Grosse Fatigue was made at Henrot’s 2013 Artist Research Fellowship at the Smithsonian, during which she collected footage of animal and plant specimens, obscure digital archives, blank hallways and anonymous office workers. She paired that imagery with the unending reach of the digital realm, which, in many ways, is an archive and simulation of the immense universe beyond the monitor, but also feels oddly tangible as it is fully manmade and portable (one shot features an iPhone with a green croaking frog parked on top, held by a hand).
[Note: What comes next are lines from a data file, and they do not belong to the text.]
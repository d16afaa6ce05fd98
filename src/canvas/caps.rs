//! Terminal capability detection
//!
//! Auto-detects:
//! - Color depth (TrueColor, 256, 16) for the glyph renderer
//! - Terminal width for the text layout

use std::env;
use std::fmt;
use std::io::IsTerminal;
use std::str::FromStr;

/// Width used when the terminal size cannot be probed (e.g. output redirected)
pub const FALLBACK_WIDTH: usize = 80;

/// Color encoding used for glyph cells
#[derive(Debug, Clone, Copy, PartialEq, Eq, Hash, Default)]
pub enum ColorMode {
    /// 24-bit RGB (16 million colors)
    #[default]
    TrueColor,
    /// xterm 256 color palette
    Palette256,
    /// 16 ANSI colors
    Palette16,
}

impl ColorMode {
    /// Stable name, also used as part of the art cache key
    pub fn as_str(&self) -> &'static str {
        match self {
            ColorMode::TrueColor => "truecolor",
            ColorMode::Palette256 => "256",
            ColorMode::Palette16 => "16",
        }
    }

    /// Detect color depth from the environment
    pub fn detect() -> Self {
        detect_color_mode(
            env::var("COLORTERM").ok().as_deref(),
            env::var("TERM").ok().as_deref(),
        )
    }
}

impl fmt::Display for ColorMode {
    fn fmt(&self, f: &mut fmt::Formatter<'_>) -> fmt::Result {
        f.write_str(self.as_str())
    }
}

impl FromStr for ColorMode {
    type Err = String;

    fn from_str(s: &str) -> Result<Self, Self::Err> {
        match s.to_ascii_lowercase().as_str() {
            "truecolor" | "24bit" | "rgb" => Ok(ColorMode::TrueColor),
            "256" | "ansi256" => Ok(ColorMode::Palette256),
            "16" | "ansi16" => Ok(ColorMode::Palette16),
            "auto" => Ok(ColorMode::detect()),
            other => Err(format!(
                "unknown color mode '{other}' (expected truecolor, 256, 16 or auto)"
            )),
        }
    }
}

fn detect_color_mode(colorterm: Option<&str>, term: Option<&str>) -> ColorMode {
    if let Some(ct) = colorterm {
        if ct == "truecolor" || ct == "24bit" {
            return ColorMode::TrueColor;
        }
    }

    if let Some(term) = term {
        if term.contains("24bit") || term.contains("truecolor") || term.contains("direct") {
            return ColorMode::TrueColor;
        }
        if term.contains("256color") {
            return ColorMode::Palette256;
        }
        if term == "linux" || term.contains("16color") || term == "xterm" {
            return ColorMode::Palette16;
        }
    }

    // Most modern terminals support truecolor
    ColorMode::TrueColor
}

/// Current terminal column count, or [`FALLBACK_WIDTH`] when stdout is not a terminal
pub fn terminal_width() -> usize {
    if !std::io::stdout().is_terminal() {
        return FALLBACK_WIDTH;
    }
    match crossterm::terminal::size() {
        Ok((cols, _)) if cols > 0 => usize::from(cols),
        Ok(_) => FALLBACK_WIDTH,
        Err(e) => {
            tracing::debug!("Terminal size probe failed: {}", e);
            FALLBACK_WIDTH
        }
    }
}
This strategy allows her narrative to swell with felt urgency and inscrutable complexity, and also the leisurely nimbleness of aimless web surfing. Queues of browser windows at times pile up like flashing torrents of spam advertisements, but they can be readily clicked shut like full drawers of ghastly, vibrantly preserved tropical bird specimen. In the beginning and end there were both uncluttered Mac desktops.